ロレンはこの哲学という学問が理解できてしまった。同時に終わり無き門を開くことを意味する。哲学者という点で言えばまず上がるのはソクラテスだろう。彼の有名な言葉だと
「よく生きる」
「無知の知」
この言葉が理解しづらいことにはあることが要因とされる。ソクラテスに限らず哲学者の殆どが自閉症を患っていたとされる。自閉症を簡単に言えば思春期特有の思考である社会的立場の確立と認識を発展させた状態。即ち、自分の人生への世界、宇宙、あるいは神への意味を見出すこと。これでも分かりづらいが、要は砂漠の中にあるたった一つの砂粒が何のためにどのような目的で存在しどのような影響を与えているのかを考えている。
訳がわからないだろう。何の意味もないモノに意味を見出す。自閉症の例は他にもあるが、哲学者の殆どはコレから来ていると考えられている。ある意味宗教への反逆と時の国の指導者や教皇に当たる人物は取っているが、あくまでも究極的なマクロ視点における終わりの無い考え方。
細胞に意思はあるのか、答えは否とは言い切れない
だが宇宙に意思はあるのか、答えはわからない
しかし我々には意思がある宇宙でいう細胞よりも小さな私達がだ
ならば細胞に意思はあるのでは無いか
自分達の知らない領域で
そう自問自答すること。ロレンもまた、自問自答する。終わりの無い思考をと共に。
時に人はそれを未知と呼び、けっして触れてはならない箱とする。そう教義に反した考えであり神の否定とするためだ。

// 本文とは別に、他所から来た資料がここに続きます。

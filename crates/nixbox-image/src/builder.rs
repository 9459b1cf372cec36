//! Nix build collaborator.

use std::path::{Path, PathBuf};

use async_trait::async_trait;
use tokio::process::Command;
use tracing::debug;

use crate::error::{ImageError, Result};

/// Materializes a store path on local disk.
///
/// The service serializes calls per target path but not across paths, so
/// implementations must tolerate concurrent builds of distinct paths.
#[async_trait]
pub trait NixBuilder: Send + Sync {
    /// Builds `out_path`, fetching from the `source` substituter when one
    /// is given.
    async fn build(&self, source: &str, out_path: &Path) -> Result<()>;
}

/// Default builder that shells out to the Nix CLI.
///
/// Without a source the store path is realised locally
/// (`nix-store --realise`); with one it is copied from that substituter
/// (`nix copy --from`).
pub struct NixCliBuilder {
    nix_store_program: PathBuf,
    nix_program: PathBuf,
}

impl NixCliBuilder {
    /// Creates a builder that invokes `nix-store` and `nix` from `PATH`.
    #[must_use]
    pub fn new() -> Self {
        Self::default()
    }

    /// Creates a builder with explicit program paths.
    pub fn with_programs(nix_store: impl Into<PathBuf>, nix: impl Into<PathBuf>) -> Self {
        Self {
            nix_store_program: nix_store.into(),
            nix_program: nix.into(),
        }
    }
}

impl Default for NixCliBuilder {
    fn default() -> Self {
        Self {
            nix_store_program: PathBuf::from("nix-store"),
            nix_program: PathBuf::from("nix"),
        }
    }
}

#[async_trait]
impl NixBuilder for NixCliBuilder {
    async fn build(&self, source: &str, out_path: &Path) -> Result<()> {
        let mut cmd = if source.is_empty() {
            let mut cmd = Command::new(&self.nix_store_program);
            cmd.arg("--realise").arg(out_path);
            cmd
        } else {
            let mut cmd = Command::new(&self.nix_program);
            cmd.arg("copy").arg("--from").arg(source).arg(out_path);
            cmd
        };

        debug!(out_path = %out_path.display(), "running nix builder");
        let output = cmd.output().await?;
        if !output.status.success() {
            return Err(ImageError::Builder(
                String::from_utf8_lossy(&output.stderr).trim().to_string(),
            ));
        }
        Ok(())
    }
}

#[cfg(test)]
mod tests {
    use super::*;

    #[tokio::test]
    async fn test_missing_program_is_io_error() {
        let builder = NixCliBuilder::with_programs("/nonexistent/nix-store", "/nonexistent/nix");
        let err = builder
            .build("", Path::new("/nix/store/unused"))
            .await
            .unwrap_err();
        assert!(matches!(err, ImageError::Io(_)));
    }

    #[cfg(unix)]
    #[tokio::test]
    async fn test_failing_program_is_builder_error() {
        let builder = NixCliBuilder::with_programs("false", "false");
        let err = builder
            .build("", Path::new("/nix/store/unused"))
            .await
            .unwrap_err();
        assert!(matches!(err, ImageError::Builder(_)));
    }
}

故に宗教に迫害され、それでも尚思考する者達を学者と呼ぶ。
そして最も異端と呼ばれた学者は哲学者と呼ばれ、そのことこどくが処刑され今も尚精神病と差別される。
だが誰よりも現実を考えているとも取れる。
何故ならば導き出した答えが正解とは限らない。例え偉人の出した答えは正しいとは限らない。新たな正解があるかもしれないのだから。その逆も然り。だが未知があるかも知れない。それを発見、証明出来ない領域に達したとき今ある考えを崩し再構築する。その繰り返しこそが自分の真の答えを出す手段。過去の遺物を否定し、新たなモノを作り出す。
式を壊し独自の式を創り出す。現代では真っ向から否定される。だが過去でもそれは同じ。
知識を蓄えた賢者への蛮勇の愚者の知恵比べ。
ロレン達は自分の祖の起源、生き様を自問自答する。
そう悠久の時を経て
彼らは舞い戻る、最恐を手に入れるために
ロレンは手に入れた生きるという哲学の果てに
全ての民族が感じ扱った
生を
死を
天を
氣を
邪を
獄を
冥を
呪を
祝を
心を
鬼を
光を
闇を
界を
無を
魔を
生きた
それが終わった瞬間、ロレンの服は黒く染まった。